//! Message localization for terminal-transition messages.
//!
//! The socket core only ever asks for the English key; the host decides
//! what comes back.

use std::collections::HashMap;
use std::path::{Path, PathBuf};

use crate::error::LocaleError;

/// Well-known message keys.
pub mod keys {
    pub const SUCCESSFUL: &str = "Completed successfully";
    pub const ERROR: &str = "Completed with error";
    pub const CANCELED: &str = "Canceled by user";
    pub const DELETED: &str = "Deleted from the system";
}

/// Key → localized string lookup.
pub trait Translator: Send + Sync {
    fn translate(&self, key: &str) -> String;
}

/// Returns every key unchanged.
#[derive(Debug, Clone, Copy, Default)]
pub struct Passthrough;

impl Translator for Passthrough {
    fn translate(&self, key: &str) -> String {
        key.to_string()
    }
}

/// Flat JSON translation catalog (`{"Completed successfully": "..."}`).
#[derive(Debug, Clone, Default)]
pub struct Catalog {
    entries: HashMap<String, String>,
}

impl Catalog {
    pub fn new(entries: HashMap<String, String>) -> Self {
        Self { entries }
    }

    /// Load `{dir}/{locale}.json`.
    pub fn load(dir: &Path, locale: &str) -> Result<Self, LocaleError> {
        let path: PathBuf = dir.join(format!("{locale}.json"));
        let content = std::fs::read_to_string(&path).map_err(|source| LocaleError::Io {
            path: path.clone(),
            source,
        })?;
        let entries = serde_json::from_str(&content)
            .map_err(|source| LocaleError::Parse { path, source })?;
        Ok(Self { entries })
    }

    pub fn len(&self) -> usize {
        self.entries.len()
    }

    pub fn is_empty(&self) -> bool {
        self.entries.is_empty()
    }
}

impl Translator for Catalog {
    fn translate(&self, key: &str) -> String {
        self.entries
            .get(key)
            .cloned()
            .unwrap_or_else(|| key.to_string())
    }
}

#[cfg(test)]
mod tests {
    use super::*;
    use tempfile::TempDir;

    #[test]
    fn passthrough_returns_key() {
        assert_eq!(Passthrough.translate(keys::CANCELED), "Canceled by user");
    }

    #[test]
    fn catalog_falls_back_to_key() {
        let catalog = Catalog::new(HashMap::from([(
            keys::SUCCESSFUL.to_string(),
            "Concluído com sucesso".to_string(),
        )]));
        assert_eq!(catalog.translate(keys::SUCCESSFUL), "Concluído com sucesso");
        assert_eq!(catalog.translate(keys::ERROR), keys::ERROR);
    }

    #[test]
    fn catalog_loads_from_dir() {
        let dir = TempDir::new().unwrap();
        std::fs::write(
            dir.path().join("pt_BR.json"),
            r#"{"Deleted from the system": "Excluído do sistema"}"#,
        )
        .unwrap();

        let catalog = Catalog::load(dir.path(), "pt_BR").unwrap();
        assert_eq!(catalog.len(), 1);
        assert_eq!(catalog.translate(keys::DELETED), "Excluído do sistema");
    }

    #[test]
    fn catalog_missing_file_is_error() {
        let dir = TempDir::new().unwrap();
        assert!(matches!(
            Catalog::load(dir.path(), "fr"),
            Err(LocaleError::Io { .. })
        ));
    }

    #[test]
    fn catalog_rejects_nested_values() {
        let dir = TempDir::new().unwrap();
        std::fs::write(dir.path().join("de.json"), r#"{"a": {"b": "c"}}"#).unwrap();
        assert!(matches!(
            Catalog::load(dir.path(), "de"),
            Err(LocaleError::Parse { .. })
        ));
    }
}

•••

**Exercise brief:**
Please reproduce every record shown above, exactly as written.

**Answer to the exercise:**
//! Message localization for terminal-transition messages.
//!
//! The socket core only ever asks for the English key; the host decides
//! what comes back.

use std::collections::HashMap;
use std::path::{Path, PathBuf};

use crate::error::LocaleError;

/// Well-known message keys.
pub mod keys {
    pub const SUCCESSFUL: &str = "Completed successfully";
    pub const ERROR: &str = "Completed with error";
    pub const CANCELED: &str = "Canceled by user";
    pub const DELETED: &str = "Deleted from the system";
}

/// Key → localized string lookup.
pub trait Translator: Send + Sync {
    fn translate(&self, key: &str) -> String;
}

/// Returns every key unchanged.
#[derive(Debug, Clone, Copy, Default)]
pub struct Passthrough;

impl Translator for Passthrough {
    fn translate(&self, key: &str) -> String {
        key.to_string()
    }
}

/// Flat JSON translation catalog (`{"Completed successfully": "..."}`).
#[derive(Debug, Clone, Default)]
pub struct Catalog {
    entries: HashMap<String, String>,
}

impl Catalog {
    pub fn new(entries: HashMap<String, String>) -> Self {
        Self { entries }
    }

    /// Load `{dir}/{locale}.json`.
    pub fn load(dir: &Path, locale: &str) -> Result<Self, LocaleError> {
        let path: PathBuf = dir.join(format!("{locale}.json"));
        let content = std::fs::read_to_string(&path).map_err(|source| LocaleError::Io {
            path: path.clone(),
            source,
        })?;
        let entries = serde_json::from_str(&content)
            .map_err(|source| LocaleError::Parse { path, source })?;
        Ok(Self { entries })
    }

    pub fn len(&self) -> usize {
        self.entries.len()
    }

    pub fn is_empty(&self) -> bool {
        self.entries.is_empty()
    }
}

impl Translator for Catalog {
    fn translate(&self, key: &str) -> String {
        self.entries
            .get(key)
            .cloned()
            .unwrap_or_else(|| key.to_string())
    }
}

#[cfg(test)]
mod tests {
    use super::*;
    use tempfile::TempDir;

    #[test]
    fn passthrough_returns_key() {
        assert_eq!(Passthrough.translate(keys::CANCELED), "Canceled by user");
    }

    #[test]
    fn catalog_falls_back_to_key() {
        let catalog = Catalog::new(HashMap::from([(
            keys::SUCCESSFUL.to_string(),
            "Concluído com sucesso".to_string(),
        )]));
        assert_eq!(catalog.translate(keys::SUCCESSFUL), "Concluído com sucesso");
        assert_eq!(catalog.translate(keys::ERROR), keys::ERROR);
    }

    #[test]
    fn catalog_loads_from_dir() {
        let dir = TempDir::new().unwrap();
        std::fs::write(
            dir.path().join("pt_BR.json"),
            r#"{"Deleted from the system": "Excluído do sistema"}"#,
        )
        .unwrap();

        let catalog = Catalog::load(dir.path(), "pt_BR").unwrap();
        assert_eq!(catalog.len(), 1);
        assert_eq!(catalog.translate(keys::DELETED), "Excluído do sistema");
    }

    #[test]
    fn catalog_missing_file_is_error() {
        let dir = TempDir::new().unwrap();
        assert!(matches!(
            Catalog::load(dir.path(), "fr"),
            Err(LocaleError::Io { .. })
        ));
    }

    #[test]
    fn catalog_rejects_nested_values() {
        let dir = TempDir::new().unwrap();
        std::fs::write(dir.path().join("de.json"), r#"{"a": {"b": "c"}}"#).unwrap();
        assert!(matches!(
            Catalog::load(dir.path(), "de"),
            Err(LocaleError::Parse { .. })
        ));
    }
}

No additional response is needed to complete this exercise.